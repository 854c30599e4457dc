//! End-to-end pipeline tests over deterministic fakes.

use std::path::PathBuf;
use std::sync::Arc;
use std::time::Duration;

use async_trait::async_trait;
use tempfile::TempDir;
use tokio_util::sync::CancellationToken;

use ystrat_ingest::{CsvInput, IngestError, IngestLimits};
use ystrat_insights::{AutocompleteProvider, KeywordAnalyzer, ProviderError, TrendsProvider};
use ystrat_llm::{LlmError, LlmResult, TextGenerator};
use ystrat_models::{Brief, CandidateSet, CandidateSource, Prompt, Tone, TrendStat};
use ystrat_pipeline::{PipelineError, StrategyPipeline};
use ystrat_store::StrategyStore;

struct OkAutocomplete;

#[async_trait]
impl AutocompleteProvider for OkAutocomplete {
    async fn suggest(&self, term: &str) -> Result<Vec<String>, ProviderError> {
        Ok(vec![format!("{term} tutorial"), format!("{term} tips")])
    }
}

struct OkTrends;

#[async_trait]
impl TrendsProvider for OkTrends {
    async fn interest(&self, _term: &str) -> Result<TrendStat, ProviderError> {
        Ok(TrendStat {
            avg_interest: 42.0,
            peak_interest: 77.0,
            rising: true,
        })
    }
}

struct DownProvider;

#[async_trait]
impl AutocompleteProvider for DownProvider {
    async fn suggest(&self, _term: &str) -> Result<Vec<String>, ProviderError> {
        Err(ProviderError::NotConfigured("down"))
    }
}

#[async_trait]
impl TrendsProvider for DownProvider {
    async fn interest(&self, _term: &str) -> Result<TrendStat, ProviderError> {
        Err(ProviderError::NotConfigured("down"))
    }
}

/// Deterministic stand-in for the generation endpoint: answers with valid
/// candidates derived from the prompt metadata.
struct EchoGenerator;

#[async_trait]
impl TextGenerator for EchoGenerator {
    async fn generate(&self, prompt: &Prompt, _: &CancellationToken) -> LlmResult<CandidateSet> {
        let kw = prompt
            .metadata
            .included_keywords
            .first()
            .cloned()
            .unwrap_or_else(|| "content".to_string());
        Ok(CandidateSet {
            titles: vec![
                format!("Proven {kw} strategies that deliver real results"),
                format!("The complete {kw} guide for serious creators"),
                format!("Expert {kw} tactics nobody shows beginners"),
                format!("How {kw} channels double views in weeks"),
                format!("A research backed {kw} playbook for growth"),
            ],
            descriptions: vec![],
            tags: [kw.clone(), "youtube".to_string()].into_iter().collect(),
            thumbnail_lines: vec![format!("{kw} secrets"), "watch this first".to_string()],
            source: CandidateSource::Llm,
            confidence: 0.85,
        })
    }
}

/// Always answers 503, like an endpoint that is down.
struct DownGenerator;

#[async_trait]
impl TextGenerator for DownGenerator {
    async fn generate(&self, _: &Prompt, _: &CancellationToken) -> LlmResult<CandidateSet> {
        Err(LlmError::Status {
            status: 503,
            body: "service unavailable".into(),
        })
    }
}

fn analyzer(ok_providers: bool) -> KeywordAnalyzer {
    if ok_providers {
        KeywordAnalyzer::new(Arc::new(OkAutocomplete), Arc::new(OkTrends), Duration::from_secs(8))
    } else {
        KeywordAnalyzer::new(Arc::new(DownProvider), Arc::new(DownProvider), Duration::from_secs(8))
    }
}

async fn pipeline_in(
    dir: &TempDir,
    ok_providers: bool,
    generator: Arc<dyn TextGenerator>,
) -> StrategyPipeline {
    let store = StrategyStore::open(dir.path()).await.unwrap();
    StrategyPipeline::new(
        IngestLimits::default(),
        analyzer(ok_providers),
        generator,
        Arc::new(store),
    )
}

fn creator_csv() -> String {
    let titles = [
        "Complete Python Course 2024",
        "Python tips for busy developers",
        "Why Python wins for data work",
        "Python projects you can ship fast",
        "Modern Python tooling explained",
        "Python testing from zero",
        "Async Python in practice",
        "Python packaging without tears",
        "Clean Python code habits",
        "Python performance tuning basics",
    ];
    let mut csv = String::from("videoId,videoTitle,views\n");
    for (i, title) in titles.iter().enumerate() {
        csv.push_str(&format!("v{i},{title},15420\n"));
    }
    csv
}

fn write_csv(dir: &TempDir, name: &str, content: &str) -> PathBuf {
    let path = dir.path().join(name);
    std::fs::write(&path, content).unwrap();
    path
}

async fn store_file_count(dir: &TempDir) -> usize {
    let strategies = dir.path().join("strategies");
    if !strategies.exists() {
        return 0;
    }
    let mut count = 0;
    let mut entries = tokio::fs::read_dir(&strategies).await.unwrap();
    while let Some(entry) = entries.next_entry().await.unwrap() {
        let name = entry.file_name().to_string_lossy().to_string();
        if name.ends_with(".json") && !name.starts_with('_') {
            count += 1;
        }
    }
    count
}

#[tokio::test]
async fn happy_path_persists_an_llm_strategy() {
    let dir = TempDir::new().unwrap();
    let pipeline = pipeline_in(&dir, true, Arc::new(EchoGenerator)).await;
    let brief = Brief::new("Grow subscribers", "developers", Tone::Authority);
    let csv = creator_csv();
    let cancel = CancellationToken::new();

    let (strategy, path) = pipeline
        .run(&brief, CsvInput::Bytes(csv.as_bytes()), &[], &cancel)
        .await
        .unwrap();

    assert!(path.exists());
    assert_eq!(strategy.keywords.keywords[0].term, "python");
    assert_eq!(strategy.candidates.source, CandidateSource::Llm);
    assert!(strategy.pipeline.degraded_steps.is_empty());

    let top = &strategy.candidates.titles[0];
    let len = top.chars().count();
    assert!((30..=80).contains(&len), "title length {len}: {top}");
    assert!(top.to_lowercase().contains("python"));

    // Round trip: the file parses back into an equal record.
    let reread: ystrat_models::Strategy =
        serde_json::from_str(&std::fs::read_to_string(&path).unwrap()).unwrap();
    assert_eq!(reread, strategy);

    for step in ["validate", "keywords", "gaps", "prompt", "llm", "rerank"] {
        assert!(
            strategy.pipeline.step_timings_ms.contains_key(step),
            "missing timing for {step}"
        );
    }
}

#[tokio::test]
async fn formula_injection_rejects_and_persists_nothing() {
    let dir = TempDir::new().unwrap();
    let pipeline = pipeline_in(&dir, true, Arc::new(EchoGenerator)).await;
    let brief = Brief::new("Grow subscribers", "developers", Tone::Authority);
    let csv = "videoTitle,views\n=SUM(A1:A10),100\n";
    let cancel = CancellationToken::new();

    let err = pipeline
        .run(&brief, CsvInput::Bytes(csv.as_bytes()), &[], &cancel)
        .await
        .unwrap_err();

    assert!(matches!(
        err,
        PipelineError::Ingest(IngestError::HostileInput { .. })
    ));
    assert_eq!(err.exit_code(), 2);
    assert_eq!(store_file_count(&dir).await, 0);
}

#[tokio::test]
async fn llm_outage_falls_back_and_records_degradation() {
    let dir = TempDir::new().unwrap();
    let pipeline = pipeline_in(&dir, true, Arc::new(DownGenerator)).await;
    let brief = Brief::new("Viral Python content", "beginners", Tone::Curiosity);
    let csv = creator_csv();
    let cancel = CancellationToken::new();

    let (strategy, _) = pipeline
        .run(&brief, CsvInput::Bytes(csv.as_bytes()), &[], &cancel)
        .await
        .unwrap();

    assert_eq!(strategy.candidates.source, CandidateSource::Fallback);
    assert!(strategy.candidates.confidence <= 0.5);
    assert!(strategy
        .pipeline
        .degraded_steps
        .contains(&"llm".to_string()));
    assert!(strategy.candidates.titles.len() >= 5);
}

#[tokio::test]
async fn competitor_gap_surfaces_their_stronger_topics() {
    let dir = TempDir::new().unwrap();
    let pipeline = pipeline_in(&dir, true, Arc::new(EchoGenerator)).await;
    let brief = Brief::new("Find new topics", "developers", Tone::Persuasive);

    let mut competitor_csv = String::from("videoTitle\n");
    for i in 0..10 {
        competitor_csv.push_str(&format!("Advanced Python Project Walkthrough {i}\n"));
    }
    let competitor = write_csv(&dir, "competitor.csv", &competitor_csv);

    let csv = creator_csv();
    let cancel = CancellationToken::new();
    let (strategy, _) = pipeline
        .run(&brief, CsvInput::Bytes(csv.as_bytes()), &[competitor], &cancel)
        .await
        .unwrap();

    let gaps = strategy.gaps.as_ref().unwrap();
    assert!(!gaps.gaps.is_empty());
    let top = &gaps.gaps[0];
    assert!(
        top.topic.contains("project") || top.topic.contains("advanced"),
        "unexpected top gap {}",
        top.topic
    );
    assert!(top.opportunity_score >= 0.3);
}

#[tokio::test]
async fn unreadable_competitor_degrades_instead_of_failing() {
    let dir = TempDir::new().unwrap();
    let pipeline = pipeline_in(&dir, true, Arc::new(EchoGenerator)).await;
    let brief = Brief::new("Grow subscribers", "developers", Tone::Engaging);
    let missing = dir.path().join("missing.csv");

    let csv = creator_csv();
    let cancel = CancellationToken::new();
    let (strategy, _) = pipeline
        .run(
            &brief,
            CsvInput::Bytes(csv.as_bytes()),
            &[missing.clone()],
            &cancel,
        )
        .await
        .unwrap();

    let expected = format!("competitor:{}", missing.display());
    assert!(strategy.pipeline.degraded_steps.contains(&expected));
    assert!(strategy.gaps.as_ref().unwrap().gaps.is_empty());
}

#[tokio::test]
async fn identical_inputs_are_deterministic() {
    let dir = TempDir::new().unwrap();
    let pipeline = pipeline_in(&dir, true, Arc::new(EchoGenerator)).await;
    let brief = Brief::new("Grow subscribers", "developers", Tone::Authority);
    let csv = creator_csv();
    let cancel = CancellationToken::new();

    let (first, _) = pipeline
        .run(&brief, CsvInput::Bytes(csv.as_bytes()), &[], &cancel)
        .await
        .unwrap();
    let (second, _) = pipeline
        .run(&brief, CsvInput::Bytes(csv.as_bytes()), &[], &cancel)
        .await
        .unwrap();

    assert_eq!(first.input_fingerprint, second.input_fingerprint);
    assert_eq!(first.candidates.titles, second.candidates.titles);
    assert_eq!(
        first.psychological_metadata.triggers_applied,
        second.psychological_metadata.triggers_applied
    );
}

#[tokio::test]
async fn degraded_enrichment_is_recorded_when_providers_are_down() {
    let dir = TempDir::new().unwrap();
    let pipeline = pipeline_in(&dir, false, Arc::new(EchoGenerator)).await;
    let brief = Brief::new("Grow subscribers", "developers", Tone::Fear);
    let csv = creator_csv();
    let cancel = CancellationToken::new();

    let (strategy, _) = pipeline
        .run(&brief, CsvInput::Bytes(csv.as_bytes()), &[], &cancel)
        .await
        .unwrap();

    assert!(strategy
        .pipeline
        .degraded_steps
        .contains(&"keywords.enrichment".to_string()));
    assert!(strategy.keywords.suggestions.is_empty());
    assert!(strategy.keywords.trends.is_empty());
    // Keywords themselves still come from titles.
    assert_eq!(strategy.keywords.keywords[0].term, "python");
}

#[tokio::test]
async fn cancellation_persists_nothing() {
    let dir = TempDir::new().unwrap();
    let pipeline = pipeline_in(&dir, true, Arc::new(EchoGenerator)).await;
    let brief = Brief::new("Grow subscribers", "developers", Tone::Authority);
    let csv = creator_csv();
    let cancel = CancellationToken::new();
    cancel.cancel();

    let err = pipeline
        .run(&brief, CsvInput::Bytes(csv.as_bytes()), &[], &cancel)
        .await
        .unwrap_err();
    assert!(matches!(err, PipelineError::Cancelled));
    assert_eq!(store_file_count(&dir).await, 0);
}

#[tokio::test]
async fn twenty_concurrent_runs_keep_the_store_consistent() {
    let dir = TempDir::new().unwrap();
    let pipeline = Arc::new(pipeline_in(&dir, true, Arc::new(EchoGenerator)).await);

    let mut handles = Vec::new();
    for i in 0..20 {
        let pipeline = Arc::clone(&pipeline);
        let brief = Brief::new(format!("Goal number {i}"), "developers", Tone::Engaging);
        let csv = format!("videoTitle\nDistinct topic {i} deep dive\nAnother {i} session\n");
        handles.push(tokio::spawn(async move {
            let cancel = CancellationToken::new();
            pipeline
                .run(&brief, CsvInput::Bytes(csv.as_bytes()), &[], &cancel)
                .await
                .unwrap()
        }));
    }

    let mut ids = std::collections::HashSet::new();
    for handle in handles {
        let (strategy, path) = handle.await.unwrap();
        assert!(path.exists());
        assert!(ids.insert(strategy.id.clone()), "duplicate id {}", strategy.id);
    }

    assert_eq!(store_file_count(&dir).await, 20);
    let listed = pipeline.store().list(100, 0).await.unwrap();
    assert_eq!(listed.len(), 20);
}

#[tokio::test]
async fn invalid_brief_is_rejected_before_any_work() {
    let dir = TempDir::new().unwrap();
    let pipeline = pipeline_in(&dir, true, Arc::new(EchoGenerator)).await;
    let brief = Brief::new("", "developers", Tone::Authority);
    let cancel = CancellationToken::new();

    let err = pipeline
        .run(&brief, CsvInput::Bytes(b"title\nx video\n"), &[], &cancel)
        .await
        .unwrap_err();
    assert_eq!(err.exit_code(), 2);
    assert_eq!(store_file_count(&dir).await, 0);
}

WHAT YOU SHOULD DO —
Repeat exactly the lines from the first line of the records above through the line containing "use tokio_util::sync::CancellationToken;", both included, and nothing else.

SOLUTION —
repository 854c30599e4457dc
//! End-to-end pipeline tests over deterministic fakes.

use std::path::PathBuf;
use std::sync::Arc;
use std::time::Duration;

use async_trait::async_trait;
use tempfile::TempDir;
use tokio_util::sync::CancellationToken;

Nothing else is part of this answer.